• **EXERCISE PROMPT**: Search the records for "reboots". Copy every line where it appears.

::::::::

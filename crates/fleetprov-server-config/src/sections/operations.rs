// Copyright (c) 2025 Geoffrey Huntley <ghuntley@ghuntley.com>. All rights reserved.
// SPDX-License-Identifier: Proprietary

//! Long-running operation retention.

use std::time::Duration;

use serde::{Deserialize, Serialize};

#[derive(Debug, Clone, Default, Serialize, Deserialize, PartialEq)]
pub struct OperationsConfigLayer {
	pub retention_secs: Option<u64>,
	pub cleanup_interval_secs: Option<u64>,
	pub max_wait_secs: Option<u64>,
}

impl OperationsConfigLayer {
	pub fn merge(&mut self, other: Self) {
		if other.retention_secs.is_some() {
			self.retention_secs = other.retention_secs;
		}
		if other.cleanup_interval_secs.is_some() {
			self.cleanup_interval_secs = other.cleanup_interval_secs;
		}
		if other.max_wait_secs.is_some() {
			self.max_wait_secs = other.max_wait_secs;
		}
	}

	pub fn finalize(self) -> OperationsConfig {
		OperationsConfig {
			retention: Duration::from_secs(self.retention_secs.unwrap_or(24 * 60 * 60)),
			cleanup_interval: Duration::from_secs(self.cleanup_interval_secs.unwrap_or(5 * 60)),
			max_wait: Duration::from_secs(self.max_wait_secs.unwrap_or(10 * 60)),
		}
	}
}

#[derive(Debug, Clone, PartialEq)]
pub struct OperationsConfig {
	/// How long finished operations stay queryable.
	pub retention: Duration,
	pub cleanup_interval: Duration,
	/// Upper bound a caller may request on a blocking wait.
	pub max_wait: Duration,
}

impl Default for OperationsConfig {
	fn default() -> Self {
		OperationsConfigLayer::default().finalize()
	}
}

::::::::

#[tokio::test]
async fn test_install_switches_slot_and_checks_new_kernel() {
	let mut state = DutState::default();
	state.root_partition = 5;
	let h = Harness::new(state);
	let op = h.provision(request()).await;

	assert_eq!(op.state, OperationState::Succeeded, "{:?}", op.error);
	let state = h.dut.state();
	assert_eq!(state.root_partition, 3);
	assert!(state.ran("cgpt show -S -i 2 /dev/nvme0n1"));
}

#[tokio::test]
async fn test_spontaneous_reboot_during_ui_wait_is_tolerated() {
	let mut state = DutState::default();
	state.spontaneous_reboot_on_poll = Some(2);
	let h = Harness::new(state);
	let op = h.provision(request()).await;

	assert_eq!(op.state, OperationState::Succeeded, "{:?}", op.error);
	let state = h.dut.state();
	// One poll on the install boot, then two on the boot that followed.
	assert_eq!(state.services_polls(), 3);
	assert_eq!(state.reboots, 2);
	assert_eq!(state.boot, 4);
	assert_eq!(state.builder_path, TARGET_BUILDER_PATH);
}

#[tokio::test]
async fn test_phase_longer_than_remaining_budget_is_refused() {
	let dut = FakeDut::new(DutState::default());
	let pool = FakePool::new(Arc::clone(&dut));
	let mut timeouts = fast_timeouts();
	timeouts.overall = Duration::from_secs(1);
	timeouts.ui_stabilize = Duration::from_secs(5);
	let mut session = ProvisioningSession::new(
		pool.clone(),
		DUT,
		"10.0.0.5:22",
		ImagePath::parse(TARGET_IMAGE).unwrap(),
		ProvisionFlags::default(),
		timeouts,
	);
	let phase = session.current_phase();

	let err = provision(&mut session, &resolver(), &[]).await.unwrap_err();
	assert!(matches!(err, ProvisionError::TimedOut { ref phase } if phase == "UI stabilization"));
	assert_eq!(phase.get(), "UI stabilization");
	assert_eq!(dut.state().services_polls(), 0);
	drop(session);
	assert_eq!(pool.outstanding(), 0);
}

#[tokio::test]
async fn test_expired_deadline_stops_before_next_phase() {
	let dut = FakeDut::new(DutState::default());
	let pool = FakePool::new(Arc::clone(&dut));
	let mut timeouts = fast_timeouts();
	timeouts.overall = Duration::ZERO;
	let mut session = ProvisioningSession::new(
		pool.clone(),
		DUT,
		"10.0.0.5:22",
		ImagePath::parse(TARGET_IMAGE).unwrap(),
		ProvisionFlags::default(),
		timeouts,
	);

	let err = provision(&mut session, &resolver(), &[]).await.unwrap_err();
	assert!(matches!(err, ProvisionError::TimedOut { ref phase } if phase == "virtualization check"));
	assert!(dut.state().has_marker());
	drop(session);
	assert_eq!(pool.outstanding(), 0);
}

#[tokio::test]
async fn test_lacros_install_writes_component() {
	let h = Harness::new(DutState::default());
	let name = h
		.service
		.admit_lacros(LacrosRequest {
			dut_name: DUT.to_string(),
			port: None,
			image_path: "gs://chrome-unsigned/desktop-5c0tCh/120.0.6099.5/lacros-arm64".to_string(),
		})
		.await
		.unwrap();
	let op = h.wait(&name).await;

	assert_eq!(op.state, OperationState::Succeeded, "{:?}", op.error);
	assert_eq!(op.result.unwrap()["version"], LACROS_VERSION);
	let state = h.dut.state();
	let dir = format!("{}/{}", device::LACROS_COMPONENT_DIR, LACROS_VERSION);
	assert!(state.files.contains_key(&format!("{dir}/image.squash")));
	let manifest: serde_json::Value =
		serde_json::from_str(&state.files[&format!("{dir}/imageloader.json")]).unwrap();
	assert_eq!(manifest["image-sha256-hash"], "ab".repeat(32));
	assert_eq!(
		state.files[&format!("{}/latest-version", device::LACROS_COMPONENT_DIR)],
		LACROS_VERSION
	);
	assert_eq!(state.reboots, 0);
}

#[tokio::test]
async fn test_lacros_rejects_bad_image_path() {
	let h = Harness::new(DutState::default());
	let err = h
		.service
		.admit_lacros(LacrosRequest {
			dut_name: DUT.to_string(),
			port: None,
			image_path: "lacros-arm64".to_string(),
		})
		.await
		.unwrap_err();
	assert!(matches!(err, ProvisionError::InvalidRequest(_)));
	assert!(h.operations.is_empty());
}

::::::::

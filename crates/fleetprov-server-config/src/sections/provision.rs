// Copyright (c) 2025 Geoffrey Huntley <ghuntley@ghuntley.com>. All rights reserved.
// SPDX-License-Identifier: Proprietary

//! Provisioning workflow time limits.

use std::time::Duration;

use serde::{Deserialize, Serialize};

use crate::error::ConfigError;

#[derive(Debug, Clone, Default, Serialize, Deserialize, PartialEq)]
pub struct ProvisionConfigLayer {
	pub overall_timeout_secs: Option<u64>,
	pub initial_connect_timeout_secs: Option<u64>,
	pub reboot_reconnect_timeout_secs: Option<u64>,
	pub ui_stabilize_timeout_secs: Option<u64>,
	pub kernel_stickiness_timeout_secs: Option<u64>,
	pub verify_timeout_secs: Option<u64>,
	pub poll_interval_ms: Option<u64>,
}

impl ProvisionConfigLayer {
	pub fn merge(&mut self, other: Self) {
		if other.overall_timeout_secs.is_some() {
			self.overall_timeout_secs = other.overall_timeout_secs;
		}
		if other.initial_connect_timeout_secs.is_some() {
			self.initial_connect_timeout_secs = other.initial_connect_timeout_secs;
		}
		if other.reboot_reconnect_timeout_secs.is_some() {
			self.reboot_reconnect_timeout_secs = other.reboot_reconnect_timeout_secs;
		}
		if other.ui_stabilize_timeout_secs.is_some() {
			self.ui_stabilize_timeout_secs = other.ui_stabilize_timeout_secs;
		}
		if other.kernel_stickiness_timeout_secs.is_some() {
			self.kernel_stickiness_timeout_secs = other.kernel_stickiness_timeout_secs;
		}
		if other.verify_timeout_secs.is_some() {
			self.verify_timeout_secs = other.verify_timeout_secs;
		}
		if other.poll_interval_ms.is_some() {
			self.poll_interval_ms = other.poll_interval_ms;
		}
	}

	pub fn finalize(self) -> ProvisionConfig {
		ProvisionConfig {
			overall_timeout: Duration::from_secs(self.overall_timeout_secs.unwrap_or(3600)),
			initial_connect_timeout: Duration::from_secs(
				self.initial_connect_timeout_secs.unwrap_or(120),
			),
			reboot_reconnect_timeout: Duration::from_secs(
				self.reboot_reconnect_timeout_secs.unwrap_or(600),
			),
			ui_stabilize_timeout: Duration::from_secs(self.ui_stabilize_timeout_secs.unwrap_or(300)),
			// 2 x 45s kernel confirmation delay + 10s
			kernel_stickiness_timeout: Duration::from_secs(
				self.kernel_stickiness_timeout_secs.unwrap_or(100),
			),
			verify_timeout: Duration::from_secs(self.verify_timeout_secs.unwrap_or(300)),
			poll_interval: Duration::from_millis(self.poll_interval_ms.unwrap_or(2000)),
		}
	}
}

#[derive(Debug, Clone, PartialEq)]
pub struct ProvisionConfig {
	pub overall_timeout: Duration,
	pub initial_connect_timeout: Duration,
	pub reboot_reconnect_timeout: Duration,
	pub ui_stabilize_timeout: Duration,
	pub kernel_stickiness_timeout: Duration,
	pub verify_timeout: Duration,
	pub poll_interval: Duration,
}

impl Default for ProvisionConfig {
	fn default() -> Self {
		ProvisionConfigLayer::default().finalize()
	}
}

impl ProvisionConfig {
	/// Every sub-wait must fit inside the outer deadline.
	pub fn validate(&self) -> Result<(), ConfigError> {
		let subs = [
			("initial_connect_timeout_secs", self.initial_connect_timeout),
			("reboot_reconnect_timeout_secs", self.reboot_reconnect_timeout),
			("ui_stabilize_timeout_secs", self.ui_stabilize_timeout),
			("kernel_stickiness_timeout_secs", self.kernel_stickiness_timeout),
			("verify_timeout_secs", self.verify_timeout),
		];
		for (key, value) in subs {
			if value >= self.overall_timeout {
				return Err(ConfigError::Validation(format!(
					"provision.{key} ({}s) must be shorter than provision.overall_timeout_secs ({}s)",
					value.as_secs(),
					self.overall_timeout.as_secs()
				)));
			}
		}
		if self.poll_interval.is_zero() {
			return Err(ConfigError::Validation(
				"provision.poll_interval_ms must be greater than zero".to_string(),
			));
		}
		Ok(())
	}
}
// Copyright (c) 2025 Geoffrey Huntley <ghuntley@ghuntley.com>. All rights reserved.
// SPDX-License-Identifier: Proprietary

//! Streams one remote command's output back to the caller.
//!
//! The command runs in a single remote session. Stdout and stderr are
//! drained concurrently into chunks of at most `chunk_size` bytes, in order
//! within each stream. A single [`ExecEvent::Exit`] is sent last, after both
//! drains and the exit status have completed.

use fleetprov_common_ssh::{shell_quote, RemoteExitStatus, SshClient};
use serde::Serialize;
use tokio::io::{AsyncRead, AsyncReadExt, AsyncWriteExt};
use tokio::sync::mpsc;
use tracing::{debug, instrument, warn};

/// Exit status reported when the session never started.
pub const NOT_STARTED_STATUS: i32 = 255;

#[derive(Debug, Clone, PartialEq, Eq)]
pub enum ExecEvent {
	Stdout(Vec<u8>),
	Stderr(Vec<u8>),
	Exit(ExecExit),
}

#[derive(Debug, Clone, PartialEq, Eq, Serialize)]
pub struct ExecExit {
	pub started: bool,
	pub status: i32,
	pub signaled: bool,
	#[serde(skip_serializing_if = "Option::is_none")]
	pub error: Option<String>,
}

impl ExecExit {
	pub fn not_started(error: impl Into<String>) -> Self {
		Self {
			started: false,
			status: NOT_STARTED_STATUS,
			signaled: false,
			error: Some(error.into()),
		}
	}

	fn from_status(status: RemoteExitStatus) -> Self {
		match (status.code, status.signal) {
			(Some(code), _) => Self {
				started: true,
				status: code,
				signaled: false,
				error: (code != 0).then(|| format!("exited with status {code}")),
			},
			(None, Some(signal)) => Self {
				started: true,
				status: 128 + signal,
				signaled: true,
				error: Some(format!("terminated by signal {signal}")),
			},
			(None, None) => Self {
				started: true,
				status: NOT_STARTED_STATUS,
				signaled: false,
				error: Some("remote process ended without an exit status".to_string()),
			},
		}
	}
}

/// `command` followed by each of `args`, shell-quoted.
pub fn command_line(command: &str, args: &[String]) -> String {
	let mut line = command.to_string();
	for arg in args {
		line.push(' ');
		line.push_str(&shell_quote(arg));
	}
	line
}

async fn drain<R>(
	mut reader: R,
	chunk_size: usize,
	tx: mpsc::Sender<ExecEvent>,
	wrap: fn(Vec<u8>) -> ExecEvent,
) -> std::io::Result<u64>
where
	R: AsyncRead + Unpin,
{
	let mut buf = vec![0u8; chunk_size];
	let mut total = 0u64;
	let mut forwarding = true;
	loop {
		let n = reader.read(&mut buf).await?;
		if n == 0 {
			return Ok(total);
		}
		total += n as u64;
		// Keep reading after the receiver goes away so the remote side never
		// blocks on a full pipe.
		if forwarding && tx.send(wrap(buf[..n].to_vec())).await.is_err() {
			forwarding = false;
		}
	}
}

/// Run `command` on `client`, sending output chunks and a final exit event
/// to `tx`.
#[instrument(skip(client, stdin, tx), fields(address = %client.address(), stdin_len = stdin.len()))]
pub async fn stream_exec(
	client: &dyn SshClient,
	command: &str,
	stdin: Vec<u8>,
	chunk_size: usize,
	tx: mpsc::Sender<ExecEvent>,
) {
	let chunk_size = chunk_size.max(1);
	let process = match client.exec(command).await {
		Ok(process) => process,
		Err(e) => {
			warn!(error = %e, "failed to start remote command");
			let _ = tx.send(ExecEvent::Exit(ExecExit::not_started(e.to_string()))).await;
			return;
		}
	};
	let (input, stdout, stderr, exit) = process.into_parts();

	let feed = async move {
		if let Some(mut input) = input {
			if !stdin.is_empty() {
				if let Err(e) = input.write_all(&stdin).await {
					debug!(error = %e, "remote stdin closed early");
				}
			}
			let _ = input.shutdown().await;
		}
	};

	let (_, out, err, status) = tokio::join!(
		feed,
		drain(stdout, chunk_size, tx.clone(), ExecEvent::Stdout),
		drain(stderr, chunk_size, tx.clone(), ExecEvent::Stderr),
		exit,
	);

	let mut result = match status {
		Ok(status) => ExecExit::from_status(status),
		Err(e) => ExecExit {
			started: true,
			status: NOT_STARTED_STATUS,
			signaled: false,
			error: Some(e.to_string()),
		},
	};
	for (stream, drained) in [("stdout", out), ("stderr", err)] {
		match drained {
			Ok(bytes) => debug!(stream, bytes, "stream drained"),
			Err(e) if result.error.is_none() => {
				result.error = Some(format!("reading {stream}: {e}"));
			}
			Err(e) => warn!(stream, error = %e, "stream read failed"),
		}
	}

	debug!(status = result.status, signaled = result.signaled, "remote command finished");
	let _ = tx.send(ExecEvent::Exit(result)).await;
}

::::::::

• **SOLUTION**:
	assert_eq!(state.reboots, 2);
	assert_eq!(state.reboots, 0);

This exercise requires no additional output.